== Segment start ==
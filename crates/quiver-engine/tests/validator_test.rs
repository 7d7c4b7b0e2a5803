// Integration tests for the catalog data validator

use quiver_engine::commands::validate::mark_not_duplicate;
use quiver_engine::validator::{sql_fix_script, DataValidator, Severity, ValidationIssue};
use quiver_store::ArrowDocument;
use rusqlite::Connection;
use serde_json::json;

fn setup_test_db() -> Connection {
    let mut conn = Connection::open_in_memory().expect("Failed to create in-memory database");
    quiver_store::migrations::apply_migrations(&mut conn).unwrap();
    conn
}

/// Five arrows, four of them with known problems
fn seed_problem_catalog(conn: &Connection) {
    conn.execute_batch(
        r#"
        INSERT INTO manufacturers (name, is_active) VALUES ('Easton Archery', 1), ('Legacy Shafts', 0);

        INSERT INTO arrows (id, manufacturer, model_name, material) VALUES
            (1, 'Easton Archery', 'Axis', 'Carbon'),
            (2, '', 'Ghost', 'Carbon'),
            (3, 'Easton Archery', 'Zero', 'Carbon'),
            (4, 'Legacy Shafts', 'Old Faithful', 'carbon fiber'),
            (5, 'Mystery Arrows', 'Tube', 'Aluminum');

        INSERT INTO spine_specifications (id, arrow_id, spine, outer_diameter, gpi_weight, length_options) VALUES
            (11, 1, 340, 0.204, 9.5, '[28, 29, 30]'),
            (13, 3, 0, 0.204, 9.5, '[28, "33,5"]'),
            (14, 4, 400, 0.300, 8.0, NULL),
            (15, 5, 5000, 0.300, 10.0, NULL);
        "#,
    )
    .unwrap();
}

fn find<'a>(issues: &'a [ValidationIssue], arrow_id: i64, field: &str) -> &'a ValidationIssue {
    issues
        .iter()
        .find(|i| i.arrow_id == Some(arrow_id) && i.field == field)
        .unwrap_or_else(|| panic!("no {field} issue for arrow {arrow_id}"))
}

#[test]
fn test_clean_catalog_has_full_health() {
    // Given: A catalog imported from a well-formed document
    let mut conn = setup_test_db();
    let doc: ArrowDocument = serde_json::from_value(json!({
        "manufacturer": "Gold Tip",
        "arrows": [
            {"model_name": "Hunter", "material": "Carbon",
             "spine_specifications": [
                {"spine": 300, "outer_diameter": 0.298, "gpi_weight": 9.8},
                {"spine": 340, "outer_diameter": 0.298, "gpi_weight": 9.0}
             ]},
            {"model_name": "Pierce", "material": "Carbon",
             "spine_specifications": [
                {"spine": 250, "outer_diameter": 0.204, "gpi_weight": 10.8}
             ]}
        ]
    }))
    .unwrap();
    quiver_store::import_document(&mut conn, &doc).unwrap();

    // When: Validating
    let report = DataValidator::new(&conn).run().unwrap();

    // Then: Nothing is reported and health is perfect
    assert_eq!(report.total_arrows, 2);
    assert_eq!(report.total_issues, 0, "{:?}", report.issues);
    assert_eq!(report.health_score, 100.0);
    assert_eq!(report.spine_coverage.coverage_percentage, 100.0);
    assert_eq!(report.recommendations(), vec!["No action needed"]);
}

#[test]
fn test_empty_catalog_scores_zero() {
    let conn = setup_test_db();

    let report = DataValidator::new(&conn).run().unwrap();

    assert_eq!(report.total_arrows, 0);
    assert_eq!(report.total_issues, 0);
    assert_eq!(report.health_score, 0.0);
}

#[test]
fn test_problem_catalog_counts_and_health() {
    // Given: A catalog with known problems
    let conn = setup_test_db();
    seed_problem_catalog(&conn);

    // When: Validating
    let report = DataValidator::new(&conn).run().unwrap();

    // Then: Every problem is counted under the right severity
    assert_eq!(report.total_arrows, 5);
    assert_eq!((report.critical, report.warning, report.info), (5, 3, 1), "{:#?}", report.issues);
    assert_eq!(report.total_issues, 9);

    // 100 - (5*10 + 3*3 + 1) / (5*14) * 100
    let expected = 100.0 - 60.0 / 70.0 * 100.0;
    assert!((report.health_score - expected).abs() < 1e-9);

    let categories: Vec<(&str, usize)> = report
        .issues_by_category
        .iter()
        .map(|c| (c.category, c.count))
        .collect();
    assert_eq!(
        categories,
        vec![
            ("Critical Fields", 2),
            ("Material Standardization", 1),
            ("Spine Data Quality", 2),
            ("Manufacturer Integration", 2),
            ("Data Field Formatting", 1),
            ("Calculator Compatibility", 1),
        ]
    );

    assert_eq!(report.spine_coverage.arrows_with_specs, 4);
    assert_eq!(report.spine_coverage.coverage_percentage, 80.0);
    assert_eq!(report.material_distribution[0].material.as_deref(), Some("Carbon"));
    assert_eq!(report.material_distribution[0].count, 3);
}

#[test]
fn test_issue_details_and_fixes() {
    // Given: A catalog with known problems
    let conn = setup_test_db();
    seed_problem_catalog(&conn);

    // When: Validating
    let report = DataValidator::new(&conn).run().unwrap();
    let issues = &report.issues;

    // Then: Each issue carries its description and fix
    let blank = find(issues, 2, "manufacturer");
    assert_eq!(blank.severity, Severity::Critical);
    assert_eq!(
        blank.sql_fix.as_deref(),
        Some("UPDATE arrows SET manufacturer = 'Unknown' WHERE id = 2;")
    );

    let no_specs = find(issues, 2, "spine_specifications");
    assert_eq!(no_specs.issue, "No spine specifications available");

    let zero = find(issues, 3, "spine");
    assert_eq!(zero.issue, "Invalid or missing spine value");
    assert_eq!(
        zero.sql_fix.as_deref(),
        Some("DELETE FROM spine_specifications WHERE id = 13;")
    );

    let lengths = find(issues, 3, "length_options");
    assert!(lengths.issue.contains("European decimal comma"));
    assert_eq!(
        lengths.sql_fix.as_deref(),
        Some("UPDATE spine_specifications SET length_options = '[28,33.5]' WHERE id = 13;")
    );

    let range = find(issues, 5, "spine");
    assert_eq!(range.severity, Severity::Warning);
    assert_eq!(
        range.issue,
        "Spine value 5000 outside realistic range for Aluminum arrows (150-3000)"
    );
    assert!(!range.auto_fixable());

    let missing = find(issues, 5, "manufacturer");
    assert_eq!(missing.issue, "References non-existent manufacturer");
    assert_eq!(
        missing.sql_fix.as_deref(),
        Some("INSERT OR IGNORE INTO manufacturers (name, is_active) VALUES ('Mystery Arrows', 1);")
    );

    let inactive = find(issues, 4, "manufacturer_active_status");
    assert_eq!(inactive.severity, Severity::Info);

    let material = issues
        .iter()
        .find(|i| i.category == "Material Standardization")
        .unwrap();
    assert_eq!(material.issue, "Non-standard material: 'carbon fiber'");
    assert_eq!(
        material.sql_fix.as_deref(),
        Some("UPDATE arrows SET material = 'Carbon' WHERE material = 'carbon fiber';")
    );
}

#[test]
fn test_sql_fix_script_contains_only_executable_fixes() {
    let conn = setup_test_db();
    seed_problem_catalog(&conn);
    let report = DataValidator::new(&conn).run().unwrap();

    let script = sql_fix_script(&report);

    assert!(script.contains("BEGIN TRANSACTION;"));
    assert!(script.contains("INSERT OR IGNORE INTO manufacturers (name, is_active) VALUES ('Mystery Arrows', 1);"));
    assert!(!script.contains("Manual review"));
    // Material Standardization and Calculator Compatibility share one statement
    assert_eq!(
        script
            .matches("UPDATE arrows SET material = 'Carbon' WHERE material = 'carbon fiber';")
            .count(),
        1
    );
    assert!(script.trim_end().ends_with("COMMIT;"));
}

#[test]
fn test_orphaned_specifications_are_reported() {
    // Given: A spine row whose arrow is gone
    let conn = setup_test_db();
    conn.execute_batch(
        "PRAGMA foreign_keys = OFF;
         INSERT INTO spine_specifications (id, arrow_id, spine, gpi_weight) VALUES (7, 999, 400, 8.0);
         PRAGMA foreign_keys = ON;",
    )
    .unwrap();

    // When: Validating
    let report = DataValidator::new(&conn).run().unwrap();

    // Then: The orphan is a Database Integrity warning with a DELETE fix
    let orphan = find(&report.issues, 999, "arrow_id_reference");
    assert_eq!(orphan.category, "Database Integrity");
    assert_eq!(orphan.current_value.as_deref(), Some("Orphaned spec ID 7"));
    assert_eq!(
        orphan.sql_fix.as_deref(),
        Some("DELETE FROM spine_specifications WHERE id = 7;")
    );
}

#[test]
fn test_duplicates_and_exclusions() {
    // Given: The same model twice with different casing, and two spellings of another
    let conn = setup_test_db();
    conn.execute_batch(
        r#"
        INSERT INTO manufacturers (name) VALUES ('Easton Archery');
        INSERT INTO arrows (id, manufacturer, model_name, material) VALUES
            (1, 'Easton Archery', 'Axis', 'Carbon'),
            (2, 'Easton Archery', 'AXIS ', 'Carbon'),
            (3, 'Easton Archery', 'FMJ 5mm', 'Carbon / Aluminum'),
            (4, 'Easton Archery', 'FMJ-5mm', 'Carbon / Aluminum');
        INSERT INTO spine_specifications (arrow_id, spine, outer_diameter, gpi_weight) VALUES
            (1, 340, 0.204, 9.5),
            (2, 340, 0.204, 9.5),
            (3, 250, 0.250, 13.0),
            (4, 300, 0.250, 11.9);
        "#,
    )
    .unwrap();

    // When: Validating
    let report = DataValidator::new(&conn).run().unwrap();

    // Then: The exact duplicate, the near duplicate and the shared specs are reported
    let duplicate = find(&report.issues, 2, "duplicate_arrow");
    assert_eq!(duplicate.issue, "Duplicate arrow entry (2 total found)");
    assert!(!duplicate.auto_fixable());

    let near = find(&report.issues, 4, "near_duplicate");
    assert_eq!(near.issue, "Potential duplicate of Arrow ID 3 (FMJ 5mm)");

    let identical = find(&report.issues, 2, "identical_specifications");
    assert!(identical.issue.starts_with("Identical specs to Axis"));
    assert!(report
        .issues
        .iter()
        .all(|i| !(i.field == "near_duplicate" && i.arrow_id == Some(2))));

    // When: Both pairs are marked as distinct arrows
    assert!(mark_not_duplicate(&conn, 2, 1, Some("different straightness"), "tester").unwrap());
    assert!(!mark_not_duplicate(&conn, 1, 2, None, "tester").unwrap());
    mark_not_duplicate(&conn, 3, 4, None, "tester").unwrap();
    let report = DataValidator::new(&conn).run().unwrap();

    // Then: No duplicate issues remain
    assert_eq!(
        report
            .issues
            .iter()
            .filter(|i| i.category == "Duplicate Detection")
            .count(),
        0,
        "{:#?}",
        report.issues
    );
}

#[test]
fn test_mark_not_duplicate_rejects_self_pair() {
    let conn = setup_test_db();

    let err = mark_not_duplicate(&conn, 5, 5, None, "tester").unwrap_err();

    assert_eq!(err.kind(), quiver_core::errors::ExErrorKind::InvalidInput);
}

#[test]
fn test_out_of_range_dimensions_are_warnings() {
    let conn = setup_test_db();
    conn.execute_batch(
        r#"
        INSERT INTO manufacturers (name) VALUES ('Gold Tip');
        INSERT INTO arrows (id, manufacturer, model_name, material) VALUES (1, 'Gold Tip', 'Hunter', 'Carbon');
        INSERT INTO spine_specifications (id, arrow_id, spine, outer_diameter, gpi_weight, length_options) VALUES
            (21, 1, 300, 2.98, 9.8, '[28, 90]'),
            (22, 1, 340, 0.298, 75.0, 'not json');
        "#,
    )
    .unwrap();

    let report = DataValidator::new(&conn).run().unwrap();

    let formatting: Vec<&ValidationIssue> = report
        .issues
        .iter()
        .filter(|i| i.category == "Data Field Formatting")
        .collect();
    assert_eq!(formatting.len(), 4, "{formatting:#?}");
    let diameter = formatting.iter().find(|i| i.field == "outer_diameter").unwrap();
    assert_eq!(diameter.severity, Severity::Warning);
    assert_eq!(diameter.current_value.as_deref(), Some("2.98"));
    let gpi = formatting.iter().find(|i| i.field == "gpi_weight").unwrap();
    assert_eq!(gpi.severity, Severity::Warning);
    let lengths: Vec<&&ValidationIssue> = formatting
        .iter()
        .filter(|i| i.field == "length_options")
        .collect();
    assert_eq!(lengths.len(), 2);
    assert!(lengths.iter().all(|i| i.severity == Severity::Critical));
    assert!(lengths
        .iter()
        .any(|i| i.issue == "Unrealistic length value: 90"));
}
== Segment end ==
§ Aim of the exercise
From the data, pick out every line that includes "tests".

§ Output of the task
filename crates/quiver-engine/tests/validator_test.rs
// Integration tests for the catalog data validator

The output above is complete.